[Opening Information supplied section]

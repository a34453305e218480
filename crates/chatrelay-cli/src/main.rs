//! CLI entry point - the composition root.
//!
//! This is the only place where configuration, tracing, the listener and
//! the relay state are wired together.

use std::sync::Arc;

use anyhow::Context;
use chatrelay_cli::Cli;
use chatrelay_proxy::{RelayState, serve};
use clap::Parser;
use tokio::net::TcpListener;
use tokio_util::sync::CancellationToken;
use tracing::info;

/// Initialize tracing.
///
/// Log level is controlled by RUST_LOG (default: info, or debug with --verbose).
fn init_tracing(verbose: bool) {
    let default_level = if verbose { "debug" } else { "info" };
    let env_filter = tracing_subscriber::EnvFilter::try_from_default_env()
        .unwrap_or_else(|_| tracing_subscriber::EnvFilter::new(default_level));

    tracing_subscriber::fmt()
        .with_env_filter(env_filter)
        .compact()
        .init();
}

#[tokio::main]
async fn main() -> anyhow::Result<()> {
    // Load environment variables before parsing so clap sees them
    dotenvy::dotenv().ok();

    let cli = Cli::parse();
    init_tracing(cli.verbose);

    let config = cli.relay_config().context("Invalid relay configuration")?;
    info!(
        upstream = %config.upstream_url,
        model = %config.model,
        max_tokens = config.max_tokens,
        api_key_configured = config.api_key.is_some(),
        "Relay configured"
    );

    let state = Arc::new(RelayState::new(config).context("Failed to build upstream client")?);

    let addr = cli.listen_addr();
    let listener = TcpListener::bind(addr)
        .await
        .with_context(|| format!("Failed to bind {addr}"))?;

    let cancel = CancellationToken::new();
    tokio::spawn({
        let cancel = cancel.clone();
        async move {
            if tokio::signal::ctrl_c().await.is_ok() {
                info!("Shutdown requested");
            }
            cancel.cancel();
        }
    });

    serve(listener, state, cancel).await
}
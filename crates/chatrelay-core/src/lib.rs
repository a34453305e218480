#![doc = include_str!("../README.md")]
#![deny(unused_crate_dependencies)]

pub mod config;
pub mod domain;
pub mod error;
pub mod prompt;
pub mod upstream;

// Re-export commonly used types for convenience
pub use config::{
    ANTHROPIC_VERSION, ApiKey, ConfigError, DEFAULT_CONNECT_TIMEOUT_SECS, DEFAULT_MAX_TOKENS,
    DEFAULT_MODEL, DEFAULT_UPSTREAM_URL, RelayConfig,
};
pub use domain::{ChatRequest, ChatTurn, IncomingChatRequest, Role, parse_chat_request};
pub use error::{ErrorKind, RelayError};
pub use prompt::{build_messages, build_system_prompt};
pub use upstream::{CompletionResponse, ContentBlock, UpstreamMessage, UpstreamRequest};
//! Axum-specific error mapping.
//!
//! Wraps [`RelayError`] so handlers can return `Result<Response, HttpError>`
//! and use `?` on every stage. Rendering logs the full diagnostic and sends
//! the caller only the kind and the caller-safe message.

use axum::Json;
use axum::extract::rejection::BytesRejection;
use axum::http::{HeaderValue, StatusCode, header};
use axum::response::{IntoResponse, Response};
use chatrelay_core::{ErrorKind, RelayError};
use serde::{Deserialize, Serialize};
use tracing::{error, warn};

/// JSON error response body.
#[derive(Debug, Clone, PartialEq, Eq, Serialize, Deserialize)]
pub struct ErrorEnvelope {
    pub error: String,
    pub message: String,
}

impl From<&RelayError> for ErrorEnvelope {
    fn from(err: &RelayError) -> Self {
        Self {
            error: err.kind().as_str().to_string(),
            message: err.public_message(),
        }
    }
}

/// Handler error type.
#[derive(Debug)]
pub struct HttpError(pub RelayError);

impl From<RelayError> for HttpError {
    fn from(err: RelayError) -> Self {
        Self(err)
    }
}

/// Body read failures. An over-limit body keeps its 413, anything else is a 400.
impl From<BytesRejection> for HttpError {
    fn from(rejection: BytesRejection) -> Self {
        if rejection.status() == StatusCode::PAYLOAD_TOO_LARGE {
            Self(RelayError::PayloadTooLarge)
        } else {
            Self(RelayError::Validation(format!(
                "Invalid request body: {}",
                rejection.body_text()
            )))
        }
    }
}

impl IntoResponse for HttpError {
    fn into_response(self) -> Response {
        let err = self.0;
        let status =
            StatusCode::from_u16(err.status_code()).unwrap_or(StatusCode::INTERNAL_SERVER_ERROR);

        match err.kind() {
            ErrorKind::Validation
            | ErrorKind::RateLimited
            | ErrorKind::NotFound
            | ErrorKind::MethodNotAllowed => {
                warn!(kind = %err.kind(), status = status.as_u16(), "{err}");
            }
            _ => {
                error!(kind = %err.kind(), status = status.as_u16(), "{err}");
            }
        }

        let mut response = (status, Json(ErrorEnvelope::from(&err))).into_response();

        // Pass the upstream's retry hint through for rate limits
        if let Some(retry_after) = err.retry_after()
            && let Ok(value) = HeaderValue::from_str(retry_after)
        {
            response.headers_mut().insert(header::RETRY_AFTER, value);
        }

        response
    }
}
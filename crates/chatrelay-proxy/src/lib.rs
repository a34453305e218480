#![doc = include_str!("../README.md")]
#![deny(unsafe_code)]

pub mod emitter;
pub mod error;
pub mod gate;
pub mod relay;
pub mod server;
pub mod state;

pub use error::HttpError;
pub use server::{create_router, serve};
pub use state::{AppState, RelayState};
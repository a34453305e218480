//! Relay configuration.
//!
//! Built once at startup and shared read-only by every request. The API key
//! is optional: a missing key is reported per request as a configuration
//! error and does not stop the server from starting.

use std::fmt;
use std::time::Duration;

use thiserror::Error;

/// Default upstream base URL.
pub const DEFAULT_UPSTREAM_URL: &str = "https://api.anthropic.com";

/// Default model identifier.
pub const DEFAULT_MODEL: &str = "claude-sonnet-4-20250514";

/// Default ceiling on generated tokens.
pub const DEFAULT_MAX_TOKENS: u32 = 1024;

/// Default TCP connect timeout for upstream calls, in seconds.
pub const DEFAULT_CONNECT_TIMEOUT_SECS: u64 = 10;

/// Value of the `anthropic-version` header sent upstream.
pub const ANTHROPIC_VERSION: &str = "2023-06-01";

/// Upstream API key. `Debug` and `Display` never print the secret.
#[derive(Clone, PartialEq, Eq)]
pub struct ApiKey(String);

impl ApiKey {
    /// Wrap a key. Blank input yields `None`.
    pub fn new(key: impl Into<String>) -> Option<Self> {
        let key = key.into();
        let trimmed = key.trim();
        if trimmed.is_empty() {
            None
        } else {
            Some(Self(trimmed.to_string()))
        }
    }

    /// The raw key, for the outbound header only.
    #[must_use]
    pub fn expose(&self) -> &str {
        &self.0
    }
}

impl fmt::Debug for ApiKey {
    fn fmt(&self, f: &mut fmt::Formatter<'_>) -> fmt::Result {
        f.write_str("ApiKey(<redacted>)")
    }
}

impl fmt::Display for ApiKey {
    fn fmt(&self, f: &mut fmt::Formatter<'_>) -> fmt::Result {
        f.write_str("<redacted>")
    }
}

/// Errors from [`RelayConfig::validate`].
#[derive(Debug, Error, PartialEq, Eq)]
pub enum ConfigError {
    #[error("max_tokens must be greater than zero")]
    ZeroMaxTokens,

    #[error("model identifier cannot be empty")]
    EmptyModel,

    #[error("upstream URL must start with http:// or https://, got {0}")]
    InvalidUpstreamUrl(String),
}

/// Settings for the upstream relay.
#[derive(Debug, Clone)]
pub struct RelayConfig {
    /// Upstream API key. `None` makes every chat call fail with a configuration error.
    pub api_key: Option<ApiKey>,
    /// Base URL of the provider, without trailing `/v1/messages`.
    pub upstream_url: String,
    /// Model identifier sent upstream.
    pub model: String,
    /// Ceiling on generated tokens.
    pub max_tokens: u32,
    /// TCP connect timeout for upstream calls.
    pub connect_timeout: Duration,
}

impl Default for RelayConfig {
    fn default() -> Self {
        Self {
            api_key: None,
            upstream_url: DEFAULT_UPSTREAM_URL.to_string(),
            model: DEFAULT_MODEL.to_string(),
            max_tokens: DEFAULT_MAX_TOKENS,
            connect_timeout: Duration::from_secs(DEFAULT_CONNECT_TIMEOUT_SECS),
        }
    }
}

impl RelayConfig {
    /// Set the API key. Blank keys are treated as absent.
    #[must_use]
    pub fn with_api_key(mut self, key: impl Into<String>) -> Self {
        self.api_key = ApiKey::new(key);
        self
    }

    /// Set the upstream base URL.
    #[must_use]
    pub fn with_upstream_url(mut self, url: impl Into<String>) -> Self {
        self.upstream_url = url.into();
        self
    }

    /// Set the model identifier.
    #[must_use]
    pub fn with_model(mut self, model: impl Into<String>) -> Self {
        self.model = model.into();
        self
    }

    /// Set the max output tokens.
    #[must_use]
    pub const fn with_max_tokens(mut self, max_tokens: u32) -> Self {
        self.max_tokens = max_tokens;
        self
    }

    /// Set the connect timeout.
    #[must_use]
    pub const fn with_connect_timeout(mut self, timeout: Duration) -> Self {
        self.connect_timeout = timeout;
        self
    }

    /// Full URL of the messages endpoint.
    #[must_use]
    pub fn messages_url(&self) -> String {
        format!("{}/v1/messages", self.upstream_url.trim_end_matches('/'))
    }

    /// Check static settings. The API key is not checked here.
    pub fn validate(&self) -> Result<(), ConfigError> {
        if self.max_tokens == 0 {
            return Err(ConfigError::ZeroMaxTokens);
        }
        if self.model.trim().is_empty() {
            return Err(ConfigError::EmptyModel);
        }
        if !(self.upstream_url.starts_with("http://") || self.upstream_url.starts_with("https://"))
        {
            return Err(ConfigError::InvalidUpstreamUrl(self.upstream_url.clone()));
        }
        Ok(())
    }
}
use enumeth::Enumeration;
use enumeth::NamedType as _;
use enumeth::ValueOfError;
use enumeth::enumeration;

use crate::enable_tracing_for_tests;

#[enumeration]
#[derive(Clone, Copy, Debug, PartialEq, Eq, Hash)]
pub enum Weekday {
    Monday,
    Tuesday,
    Wednesday,
    Thursday,
    Friday,
    Saturday,
    Sunday,
}

impl Weekday {
    pub fn label(self) -> &'static str {
        match self {
            Self::Monday => "Monday",
            Self::Tuesday => "Tuesday",
            Self::Wednesday => "Wednesday",
            Self::Thursday => "Thursday",
            Self::Friday => "Friday",
            Self::Saturday => "Saturday",
            Self::Sunday => "Sunday",
        }
    }

    pub fn is_weekend(self) -> bool {
        matches!(self, Self::Saturday | Self::Sunday)
    }
}

const DECLARED: [(Weekday, &str); 7] = [
    (Weekday::Monday, "Monday"),
    (Weekday::Tuesday, "Tuesday"),
    (Weekday::Wednesday, "Wednesday"),
    (Weekday::Thursday, "Thursday"),
    (Weekday::Friday, "Friday"),
    (Weekday::Saturday, "Saturday"),
    (Weekday::Sunday, "Sunday"),
];

#[test]
fn weekday_scenario() {
    enable_tracing_for_tests();
    assert_eq!("Weekday", Weekday::type_name());
    assert_eq!(2, Weekday::Wednesday.ordinal());
    assert_eq!("Saturday", Weekday::Saturday.name());
    assert!(Weekday::Monday.compare_to(&Weekday::Friday) < 0);
    assert_eq!(Ok(Weekday::Sunday), Weekday::value_of("Sunday"));
    assert_eq!(7, Weekday::values().len());
}

#[test]
fn ordinals_follow_declaration() {
    for (i, (day, _)) in DECLARED.iter().enumerate() {
        assert_eq!(i, day.ordinal());
        assert_eq!(Ok(i), day.try_ordinal());
        assert_eq!(Some(*day), Weekday::from_ordinal(i));
    }
    assert_eq!(None, Weekday::from_ordinal(Weekday::count()));
}

#[test]
fn names_round_trip() {
    for (day, name) in DECLARED {
        assert_eq!(name, day.name());
        assert_eq!(name, day.to_name_string());
        assert_eq!(name, day.to_string());
        assert_eq!(Ok(day), Weekday::value_of(day.name()));
        assert_eq!(Ok(day), day.name().parse::<Weekday>());
        assert_eq!(Ok(day), enumeth::value_of::<Weekday>(name));
    }
}

#[test]
fn compare_to_is_declaration_order() {
    for (i, (a, _)) in DECLARED.iter().enumerate() {
        assert_eq!(0, a.compare_to(a));
        for (b, _) in &DECLARED[i + 1..] {
            assert!(a.compare_to(b) < 0, "{a} < {b}");
            assert!(b.compare_to(a) > 0, "{b} > {a}");
            assert!(a < b);
        }
    }
    assert_eq!(-4, Weekday::Monday.compare_to(&Weekday::Friday));
    assert_eq!(6, Weekday::Sunday.compare_to(&Weekday::Monday));
}

#[test]
fn sort_by_ordinal() {
    let mut days = vec![
        Weekday::Sunday,
        Weekday::Wednesday,
        Weekday::Monday,
        Weekday::Saturday,
    ];
    days.sort();
    assert_eq!(
        vec![
            Weekday::Monday,
            Weekday::Wednesday,
            Weekday::Saturday,
            Weekday::Sunday
        ],
        days
    );
    assert_eq!(Some(Weekday::Sunday), Weekday::values().into_iter().max());
}

#[test]
fn equality_is_identity() {
    for (i, (a, _)) in DECLARED.iter().enumerate() {
        assert!(a.equals(a));
        for (j, (b, _)) in DECLARED.iter().enumerate() {
            assert_eq!(i == j, a.equals(b));
        }
    }

    // Same payload, different constants.
    assert_eq!(Weekday::Monday.is_weekend(), Weekday::Tuesday.is_weekend());
    assert!(!Weekday::Monday.equals(&Weekday::Tuesday));
    assert_ne!(Weekday::Saturday, Weekday::Sunday);
}

#[test]
fn payload() {
    let weekend: Vec<_> = Weekday::values()
        .into_iter()
        .filter(|day| day.is_weekend())
        .collect();
    assert_eq!(vec![Weekday::Saturday, Weekday::Sunday], weekend);
    assert_eq!("Thursday", Weekday::Thursday.label());
}

#[test]
fn values_is_a_fresh_copy() {
    let expected: Vec<_> = DECLARED.iter().map(|(day, _)| *day).collect();
    let mut values = Weekday::values();
    assert_eq!(expected, values);

    values.reverse();
    values.truncate(2);
    values[0] = Weekday::Monday;
    assert_eq!(expected, Weekday::values());
    assert_eq!(expected, enumeth::values::<Weekday>());
}

#[test]
fn no_such_constant() {
    enable_tracing_for_tests();
    let error = Weekday::value_of("NoSuchName").unwrap_err();
    assert_eq!(
        ValueOfError::NoSuchConstant {
            type_name: "Weekday",
            name: "NoSuchName".into()
        },
        error
    );
    assert_eq!(
        "[NoSuchConstant] No enum constant Weekday.NoSuchName",
        error.to_string()
    );
    assert!("NoSuchName".parse::<Weekday>().is_err());
}

#[test]
fn exact_match_only() {
    for name in ["sunday", "SUNDAY", " Sunday", "Sunday ", "Sun", "", "Label"] {
        assert!(
            matches!(
                Weekday::value_of(name),
                Err(ValueOfError::NoSuchConstant { .. })
            ),
            "{name:?}"
        );
    }
}

#[test]
fn null_name() {
    let error = Weekday::value_of(None).unwrap_err();
    assert_eq!(ValueOfError::NullName, error);
    assert_eq!("[NullName] Name is null", error.to_string());
    assert_eq!(
        Err(ValueOfError::NullName),
        enumeth::value_of::<Weekday>(None)
    );
}

#[test]
fn owned_names() {
    let owned = String::from("Friday");
    assert_eq!(Ok(Weekday::Friday), Weekday::value_of(owned.as_str()));

    let present: Option<String> = Some("Monday".into());
    assert_eq!(Ok(Weekday::Monday), Weekday::value_of(present.as_deref()));

    let absent: Option<String> = None;
    assert_eq!(
        Err(ValueOfError::NullName),
        Weekday::value_of(absent.as_deref())
    );
    assert_eq!(
        Ok(Weekday::Monday),
        enumeth::value_of::<Weekday>(present.as_deref())
    );
}

#[test]
fn registry() {
    let registry = Weekday::registry();
    assert_eq!("Weekday", registry.type_name());
    assert_eq!(
        DECLARED.iter().map(|(_, name)| *name).collect::<Vec<_>>(),
        registry.names().collect::<Vec<_>>()
    );
    assert!(std::ptr::eq(registry, Weekday::registry()));
}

[Closing Information supplied section]

= The problem =
Look for the word "present" in the records above, count the lines that hold it, and give only that number.

= Reply to the task =
3